Cher journal, chers lecteurs, cher James, chères cravate noire et valseuse de prose, chères Miss Nahn et Glitzy, jolies Stéphanie, Sarah et Marionfizz, charmantes Alize, Frieda, Marigaz, Sunny Side, Isa et Catherine, talentueuse Isabelle, irradiante Fonelle, charmante Steph’, douce Sibille, discrète Audrey et délicate Satine,
Toujours pas de nouvelles du pull en cachemire mais une autre rencontre solaire me pousse à interrompre ma lecture pour vous faire part de mes sentiments. Il m’aura fallu entrer dans ma onzième année d’existence vestimentaire pour enfin rencontrer un personnage[1] qui me ressemble au point que j’aimerais entrer dans les pages du livre que je viens de découvrir pour lui parler. Il est certes moins élégant que moi, son poil est plus dur, moins doux, moins raffiné mais son esprit… Ha, mes amis, son esprit ! J’ai l’impression qu’il dégurgite sur ses pages mes propres mots, mes propres pensées, mes souffrances quant à mes différences, ces différences qui font que jamais je ne pourrai me sentir pleinement vêtement et encore moins humain. Pourtant, certains jours d’été, quand la chaleur et ma douleur atteignent leur paroxysme, j’imagine que des morceaux de chair se tricotent entre mes mailles. Je me sens pousser des bras, des jambes. Sous les coutures, des os apparaissent et je ne sais qu’en faire. Puis, ils se recouvrent de muscles et de chair et je m’élance par-delà ma modeste penderie dans le vaste monde. Je rencontre des hommes et des femmes qui ne me considèrent plus comme un objet. Ils me regardent dans mes nouveaux yeux et me parlent comme si j’étais leur égal. Ah, mes amis, quel régal ! Je peux les toucher. J’ai des mains à la place des mailles et elles peuvent se promener où bon leur semble. Je me lave quand je veux, sans pour cela être obligé de me contorsionner dans un tambour de machine à laver. Je suis libre, libre de vivre selon toutes les saisons, goûter ces mets que vous ingurgitez matin, midi et soir, découvrir les plaisirs de l’amour charnel et choisir dans quelle poubelle je finirai.

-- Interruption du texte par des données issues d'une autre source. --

//! # 剪贴板写入
//!
//! 优先写入 HTML + 纯文本两种表示；失败时退回只写纯文本。
//!
//! Linux (X11) 下剪贴板内容由写入进程持有，进程退出后即无人应答粘贴请求。
//! 因此写入后会继续持有一段时间，直到被其它程序（剪贴板管理器或新的复制）接管。
//!
//! ## 依赖关系
//! - 被 `delivery/mod.rs` 使用
//! - 使用 `arboard` 访问系统剪贴板

use crate::error::{BxcopyError, Channel, Result};

use std::time::{Duration, Instant};

/// 实际写入的剪贴板形式
#[derive(Debug, Clone, Copy, PartialEq, Eq)]
pub enum CopyMode {
    /// HTML 与纯文本
    Rich,
    /// 仅纯文本
    PlainText,
}

/// 剪贴板后端
pub trait ClipboardSink {
    /// 同时写入 HTML 与纯文本
    fn write_rich(&mut self, html: &str, plain: &str) -> std::result::Result<(), String>;

    /// 只写纯文本
    fn write_plain(&mut self, plain: &str) -> std::result::Result<(), String>;
}

/// 系统剪贴板
pub struct SystemClipboard {
    inner: Option<arboard::Clipboard>,
    open_error: Option<String>,
    hold: Duration,
}

impl SystemClipboard {
    /// 打开系统剪贴板；打开失败推迟到写入时报告
    ///
    /// `hold` 为写入后最长持有时间（仅 Linux 生效，0 表示不等待）
    pub fn open(hold: Duration) -> Self {
        match arboard::Clipboard::new() {
            Ok(cb) => SystemClipboard {
                inner: Some(cb),
                open_error: None,
                hold,
            },
            Err(e) => SystemClipboard {
                inner: None,
                open_error: Some(e.to_string()),
                hold,
            },
        }
    }

    fn handle(&mut self) -> std::result::Result<&mut arboard::Clipboard, String> {
        match self.inner.as_mut() {
            Some(cb) => Ok(cb),
            None => Err(self
                .open_error
                .clone()
                .unwrap_or_else(|| "clipboard unavailable".to_string())),
        }
    }

    fn setter(&mut self) -> std::result::Result<arboard::Set<'_>, String> {
        let deadline = hold_deadline(self.hold, Instant::now());
        let set = self.handle()?.set();

        #[cfg(target_os = "linux")]
        let set = {
            use arboard::SetExtLinux;
            match deadline {
                Some(deadline) => set.wait_until(deadline),
                None => set,
            }
        };
        #[cfg(not(target_os = "linux"))]
        let _ = deadline;

        Ok(set)
    }
}

impl ClipboardSink for SystemClipboard {
    fn write_rich(&mut self, html: &str, plain: &str) -> std::result::Result<(), String> {
        self.setter()?
            .html(html, Some(plain))
            .map_err(|e| e.to_string())
    }

    fn write_plain(&mut self, plain: &str) -> std::result::Result<(), String> {
        self.setter()?.text(plain).map_err(|e| e.to_string())
    }
}

/// 持有截止时间；`hold` 为 0 时不等待
fn hold_deadline(hold: Duration, now: Instant) -> Option<Instant> {
    (!hold.is_zero()).then(|| now + hold)
}

/// 写入前给用户的提示：内容能保留多久
pub fn hold_notice(hold: Duration) -> Option<String> {
    if !cfg!(target_os = "linux") {
        return None;
    }

    if hold.is_zero() {
        Some("Clipboard content is lost when bxcopy exits unless a clipboard manager is running".to_string())
    } else {
        Some(format!(
            "Keeping clipboard content for up to {}s; paste now, or it is released early once another program takes the clipboard",
            hold.as_secs()
        ))
    }
}

/// 写入剪贴板，返回实际使用的形式
pub fn copy_to<S: ClipboardSink + ?Sized>(sink: &mut S, html: &str, plain: &str) -> Result<CopyMode> {
    if sink.write_rich(html, plain).is_ok() {
        return Ok(CopyMode::Rich);
    }

    sink.write_plain(plain)
        .map(|_| CopyMode::PlainText)
        .map_err(|e| BxcopyError::delivery(Channel::Clipboard, e))
}
//! # inspect 命令实现
//!
//! 只运行表头定位，打印命中的行、布局和列映射。
//! 用来区分"页面不对"（找不到表头）和"页面对但没有数据"。
//!
//! ## 依赖关系
//! - 使用 `cli/inspect.rs` 定义的参数
//! - 使用 `parsers/page.rs`, `parsers/header.rs`
//! - 使用 `utils/output.rs`

use crate::cli::inspect::InspectArgs;
use crate::error::Result;
use crate::models::HeaderMatch;
use crate::parsers::{header, page};
use crate::utils::output;

/// 执行 inspect 命令
pub fn execute(args: InspectArgs) -> Result<()> {
    output::print_header("Inspecting page layout");

    let html = super::load_page(&args.input, args.timeout)?;
    let snapshot = page::read_page(&html, &args.selectors.table_id, &args.selectors.mark_id)?;

    output::print_field(
        "table",
        &format!("#{} ({} rows)", args.selectors.table_id, snapshot.table.rows.len()),
    );
    output::print_field(
        "request id",
        if snapshot.request_id.is_empty() {
            "(none)"
        } else {
            snapshot.request_id.as_str()
        },
    );

    let matched = header::locate(&snapshot.table)?;
    output::print_field("header row", &matched.row_index.to_string());
    output::print_field("layout", &matched.vocabulary.to_string());
    output::print_field(
        "data rows",
        &snapshot.table.rows.len().saturating_sub(matched.row_index + 1).to_string(),
    );
    output::print_separator();

    for (label, column) in required_columns(&matched) {
        output::print_field(label, &column.to_string());
    }

    Ok(())
}

/// 命中布局所需表头及其列下标，按词表顺序
fn required_columns(matched: &HeaderMatch) -> Vec<(&'static str, usize)> {
    matched
        .vocabulary
        .labels()
        .iter()
        .filter_map(|label| matched.column(label).map(|c| (*label, c)))
        .collect()
}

Ce n’est qu’un doux rêve que j’étreins mais qui ronge ma maille certaines nuits d’été quand dans la penderie j’étouffe à n’en plus pouvoir raisonner. Heureusement, il y a les livres… Ah, oui, les livres ! Sans eux, je ne serais qu’un vieux vêtement parmi tant d’autres.

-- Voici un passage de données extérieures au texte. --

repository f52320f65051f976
//! # 远端投递
//!
//! 把记录序列化为 JSON 数组，POST 到本地收集服务。
//! 非 2xx 状态视为投递失败。
//!
//! ## 依赖关系
//! - 被 `delivery/mod.rs` 使用
//! - 使用 `reqwest` 阻塞客户端

use crate::error::{BxcopyError, Channel, Result};
use crate::models::Record;

use reqwest::blocking::Client;
use std::time::Duration;

/// 默认收集服务地址
pub const DEFAULT_ENDPOINT: &str = "http://127.0.0.1:8765/records";

/// 远端接收方
#[derive(Debug, Clone)]
pub struct RemoteSink {
    endpoint: String,
    timeout: Duration,
}

impl RemoteSink {
    pub fn new(endpoint: impl Into<String>, timeout: Duration) -> Self {
        RemoteSink {
            endpoint: endpoint.into(),
            timeout,
        }
    }

    pub fn endpoint(&self) -> &str {
        &self.endpoint
    }

    /// 提交记录，返回 HTTP 状态码
    pub fn submit(&self, records: &[Record]) -> Result<u16> {
        let client = Client::builder()
            .timeout(self.timeout)
            .build()
            .map_err(|e| BxcopyError::delivery(Channel::Remote, e))?;

        let response = client
            .post(&self.endpoint)
            .json(records)
            .send()
            .map_err(|e| {
                let reason = if e.is_connect() {
                    format!("cannot connect to {}", self.endpoint)
                } else if e.is_timeout() {
                    format!("timed out after {}s", self.timeout.as_secs())
                } else {
                    e.to_string()
                };
                BxcopyError::delivery(Channel::Remote, reason)
            })?;

        let status = response.status();
        if !status.is_success() {
            let body = response.text().unwrap_or_default();
            return Err(BxcopyError::delivery(
                Channel::Remote,
                if body.is_empty() {
                    format!("HTTP {}", status)
                } else {
                    format!("HTTP {}: {}", status, body.trim())
                },
            ));
        }

        Ok(status.as_u16())
    }
}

Demain, si vous le permettez, je vous livrerais un extrait des écrits de ce Firmin.
[1] Je vous parle ici de Firmin et de son autobiographie de grignoteur de livres.

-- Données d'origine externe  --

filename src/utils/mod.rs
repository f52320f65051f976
//! # 工具函数模块
//!
//! 提供美化输出、进度条等工具。
//!
//! ## 依赖关系
//! - 被 `commands/` 和 `batch/` 模块使用
//! - 子模块: output, progress

pub mod output;
pub mod progress;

Très cher vieux pull !Et moi donc. Que serais-je sans les livres… Ils m’ont sauvée à certaines périodes de ma vie ! C’est très simple et en même temps très beau ce que vous dites. et je me réjouis de cet extrait, demain ! Portez-vous bien !
Merci, chère Sarah ! Ravi que vous me compreniez. Je m’en vais vous recopier cet extrait de ce pas.
Ah cher Vieux Pull, je suis ravie que vous aussi vous aimiez ce petit Firmin!Mon dieu, que serait la vie sans les livres?Je préfère ne même pas y penser!